When Michael Berkowitz read the Biden administration’s new national climate resilience plan, unveiled last month, he came to the conclusion that “there are a lot more things to like than there are not to like.”
However, the executive director of the University of Miami’s Climate Resilience Academy still has thoughts on how the White House could improve the framework, a 30-page document outlining how the U.S. plans to become more resilient to worsening climate change. It includes six overarching climate resilience goals along with specific actions that could be taken to help meet them.
One of Berkowitz’s notes is quite basic: He wishes the plan “laid down the law” on what the definition of resilience is. Currently, multiple federal agencies have different definitions of resilience, Berkowitz said, and he feels like “we should be able to have a single common definition across the entire federal family.” Although the plan offers what it says is a “common definition” to guide the federal government’s efforts, Berkowitz said it does so timidly, caveating it with a clarification that the definition is for the purpose of the framework.
The value of a plan like this one, Berkowitz said, is to get different actors — from local governments to academic institutions to the private sector — to move in the same direction. Already, University of Miami researchers are using the framework to plan future research proposals, Berkowitz said. Cities can use the plan to feel more confident that they are headed in the right direction on climate resilience plans and projects, he said.
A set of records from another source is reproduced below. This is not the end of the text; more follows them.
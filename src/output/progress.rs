//! Spinner shown on stderr while data is being gathered

use std::time::Duration;

use indicatif::{ProgressBar, ProgressStyle};

use crate::cli::OutputFormat;

/// Start a spinner in pretty mode. Other formats get `None` so stdout/stderr
/// stay clean for scripts.
pub fn spinner(format: OutputFormat, message: &str) -> Option<ProgressBar> {
    if format != OutputFormat::Pretty {
        return None;
    }

    let spinner = ProgressBar::new_spinner();
    spinner.set_style(
        ProgressStyle::default_spinner()
            .template("{spinner:.cyan} {msg}")
            .unwrap_or_else(|_| ProgressStyle::default_spinner()),
    );
    spinner.set_message(message.to_string());
    spinner.enable_steady_tick(Duration::from_millis(100));
    Some(spinner)
}

/// Update the message of an optional spinner
pub fn set_message(spinner: &Option<ProgressBar>, message: &str) {
    if let Some(spinner) = spinner {
        spinner.set_message(message.to_string());
    }
}

/// Clear an optional spinner before printing results
pub fn finish(spinner: Option<ProgressBar>) {
    if let Some(spinner) = spinner {
        spinner.finish_and_clear();
    }
}
//! Argument types shared by every command

/// How results are printed on stdout
#[derive(Debug, Clone, Copy, Default, PartialEq, Eq, clap::ValueEnum)]
pub enum OutputFormat {
    /// Colored summaries with a spinner on stderr
    #[default]
    Pretty,
    /// One table row per repository, issue or skill
    Table,
    /// `{data, meta}` envelope for scripts
    Json,
}
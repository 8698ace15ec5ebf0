//! Tech profile display model

use serde::Serialize;
use tabled::Tabled;

use crate::profile::TechProfile;

/// One category of a tech profile
#[derive(Debug, Clone, Tabled, Serialize)]
pub struct SkillDisplay {
    #[tabled(rename = "CATEGORY")]
    pub category: String,

    #[tabled(rename = "SKILLS")]
    pub skills: String,
}

impl SkillDisplay {
    /// One row per non-empty category, in a fixed order
    pub fn rows(tech: &TechProfile) -> Vec<Self> {
        [
            ("Languages", &tech.languages),
            ("Frameworks", &tech.frameworks),
            ("Tools", &tech.tools),
            ("Domains", &tech.domains),
        ]
        .into_iter()
        .filter(|(_, set)| !set.is_empty())
        .map(|(category, set)| Self {
            category: category.to_string(),
            skills: set.iter().cloned().collect::<Vec<_>>().join(", "),
        })
        .collect()
    }
}
//! CLI command definitions and handlers

use std::path::PathBuf;

use clap::{Parser, Subcommand};
pub use clap_complete::Shell;

pub mod args;
pub mod cache;
pub mod context;
pub mod issues;
pub mod profile;
pub mod rate_limit;
pub mod recommend;
pub mod repo;
pub mod skills;
pub mod status;

pub use args::{GlobalOptions, OutputFormat};
pub use context::CommandContext;

/// skillmatch - match a developer's GitHub footprint against open issues
#[derive(Parser, Debug)]
#[command(name = "skillmatch")]
#[command(version, about, long_about = None)]
pub struct Cli {
    /// Subcommand to execute
    #[command(subcommand)]
    pub command: Commands,

    /// Output format (pretty, table, json)
    #[arg(
        long,
        global = true,
        env = "SKILLMATCH_FORMAT",
        default_value = "pretty",
        hide_env = true,
        hide_possible_values = true
    )]
    pub format: OutputFormat,

    /// Override config file location
    #[arg(long, global = true, env = "SKILLMATCH_CONFIG", hide_env = true)]
    pub config: Option<String>,

    /// Enable debug logging
    #[arg(long, global = true, env = "SKILLMATCH_DEBUG", hide_env = true)]
    pub debug: bool,

    /// Bypass cache, fetch fresh data from GitHub
    #[arg(long, global = true, env = "SKILLMATCH_NO_CACHE", hide_env = true)]
    pub no_cache: bool,

    /// GitHub personal access token
    #[arg(long, global = true, env = "GITHUB_TOKEN", hide_env_values = true)]
    pub github_token: Option<String>,

    /// API key for the language-model service
    #[arg(long, global = true, env = "GEMINI_API_KEY", hide_env_values = true)]
    pub llm_api_key: Option<String>,

    /// Custom GitHub API base URL (GitHub Enterprise, testing)
    #[arg(long, global = true, env = "SKILLMATCH_GITHUB_API_URL", hide = true)]
    pub github_api_url: Option<String>,

    /// Custom language-model endpoint
    #[arg(long, global = true, env = "SKILLMATCH_LLM_API_URL", hide = true)]
    pub llm_api_url: Option<String>,

    /// Override cache directory
    #[arg(long, global = true, env = "SKILLMATCH_CACHE_DIR", hide_env = true)]
    pub cache_dir: Option<PathBuf>,
}

/// Available CLI commands
#[derive(Subcommand, Debug)]
pub enum Commands {
    /// Show configuration and credential status
    Status,

    /// Display version information
    Version,

    /// Show a user's profile: identity, pinned repositories, activity
    #[command(after_help = "EXAMPLES:\n  \
            skillmatch profile octocat\n  \
            skillmatch profile octocat --assess      # Add a model-based skill assessment\n  \
            skillmatch profile octocat --format json")]
    Profile {
        /// GitHub username
        username: String,

        /// Ask the language model for an overall skill assessment
        #[arg(long)]
        assess: bool,

        /// Repositories considered for the assessment
        #[arg(long)]
        repo_limit: Option<usize>,
    },

    /// List a user's repositories with languages and detected tech stack
    #[command(visible_alias = "repositories")]
    Repos {
        /// GitHub username
        username: String,

        /// Maximum repositories to fetch (most recently updated first)
        #[arg(long, short = 'l')]
        limit: Option<usize>,
    },

    /// Show the tech profile derived from a user's GitHub footprint
    Skills {
        /// GitHub username
        username: String,

        /// Repositories analyzed
        #[arg(long)]
        repo_limit: Option<usize>,
    },

    /// List issues of a repository
    #[command(after_help = "EXAMPLES:\n  \
            skillmatch issues rust-lang/rust\n  \
            skillmatch issues react --limit 10     # Owner defaults to facebook")]
    Issues {
        /// Repository as owner/name (a bare name means facebook/<name>)
        repo: String,

        /// Maximum issues to fetch
        #[arg(long, short = 'l', default_value_t = 30)]
        limit: usize,
    },

    /// Rank open issues by how well they fit a user's skills
    #[command(after_help = "EXAMPLES:\n  \
            skillmatch recommend octocat                           # Issues from github_issues.json\n  \
            skillmatch recommend octocat --repo facebook/react     # Live issues of one repository\n  \
            skillmatch recommend octocat --issues-file issues.json --min-score 5 --limit 10")]
    Recommend {
        /// GitHub username
        username: String,

        /// Rank live issues of this repository instead of the issues file
        #[arg(long, conflicts_with = "issues_file")]
        repo: Option<String>,

        /// Pre-fetched issues file (owner/repo → list of issues)
        #[arg(long)]
        issues_file: Option<PathBuf>,

        /// Issues fetched from --repo
        #[arg(long, default_value_t = 30, requires = "repo")]
        issue_limit: usize,

        /// Number of recommendations to show
        #[arg(long, short = 'l')]
        limit: Option<usize>,

        /// Minimum match score (0-10)
        #[arg(long)]
        min_score: Option<f64>,

        /// Repositories analyzed to build the tech profile
        #[arg(long)]
        repo_limit: Option<usize>,
    },

    /// Show the remaining GitHub API quota
    RateLimit,

    /// Manage local response cache
    #[command(subcommand)]
    Cache(CacheCommands),

    /// Generate shell completions
    #[command(after_help = "\
Install:
  bash:   skillmatch completion bash > /etc/bash_completion.d/skillmatch
  zsh:    skillmatch completion zsh > \"${fpath[1]}/_skillmatch\"
  fish:   skillmatch completion fish > ~/.config/fish/completions/skillmatch.fish")]
    Completion {
        /// Shell to generate completions for
        #[arg(value_enum)]
        shell: Shell,
    },
}

/// Cache management subcommands
#[derive(Subcommand, Debug)]
pub enum CacheCommands {
    /// Show cache statistics
    Status,
    /// Clear all cached data
    Clear,
    /// Print cache directory path
    Path,
}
The plan focuses in many parts on nature-based solutions, which Berkowitz commended. However, he said the reality of implementing such projects is complicated since existing methods to measure the impact aren’t well-developed. Many federal funding opportunities require a cost-benefit analysis, and since the process of accounting for the benefits of gray infrastructure is much more developed than for green and blue infrastructure, gray infrastructure will often win out, Berkowitz said.
He added that the framework “took great pains to align with existing federal action. You could almost read it like taking a victory lap in some ways, and I think that’s a fair way to read it.” That’s not necessarily a bad quality of the document, he added — a plan that diverges too far from existing efforts could have felt overwhelming, Berkowitz said. “Having said that, it does feel like there was an opportunity to make a few more new announcements,” he said.
Berkowitz sees a serious need for the federal government to better communicate the risk of climate change to the public, including what it means for people’s mortgages and insurance. The effort should match the scope and scale of past educational campaigns focused on antismoking, drunk driving and obesity, he said. So far, the federal government has undertaken such educational work in hazard-specific “bits and bobs,” Berkowitz said, pointing to heat.gov, a federal website focused on resources to deal with extreme heat.
“We need to have a strategy where civil society, the private sector as well as government can be singing off the same hymn sheet,” Berkowitz said. “And that part is missing [in the national climate resilience framework].”
Berkowitz isn’t the only one with opinions about the national climate resilience plan. A group of Brookings experts shared their takes in an online post earlier this month, writing that the framework is “uncommonly honest” and “moves us in the right direction.”
But the plan doesn’t go far enough to address workforce needs for climate resilience efforts, Brookings Fellow Joe Kane said in the post.
“Many local leaders continue to struggle to define the greatest occupations of need, establish clear statistical benchmarks for education and training, and forge needed collaborations with other community partners, including employers,” he wrote.
Brookings Senior Fellow Adie Tomer said in the post that the framework is a reminder that climate resilience is mostly a local responsibility, as local and state leaders have more control than the federal government over land use, transportation and water systems, for example.
Plus, the framework is in need of specific timelines, milestones and metrics for success, said Shelley Poticha, chief climate strategist at the Natural Resources Defense Council, in an online post earlier this month. “While the framework defines the federal philosophy for addressing climate resilience, it does not define when it will be implemented, how it will be implemented, or how we will know if it is succeeding,” she said.
A chief resilience officer — which some states and communities have but the federal government lacks — could guide the federal government’s efforts by coordinating interagency activities and ensuring certain standards are met, Poticha said. Some federal lawmakers already have their eye on such a role, with bipartisan legislation introduced to establish a federal chief resilience officer.
“With the addition of these missing ingredients, the National Climate Resilience Framework could be the foundation for a much more ambitious national climate resilience strategy,” she said.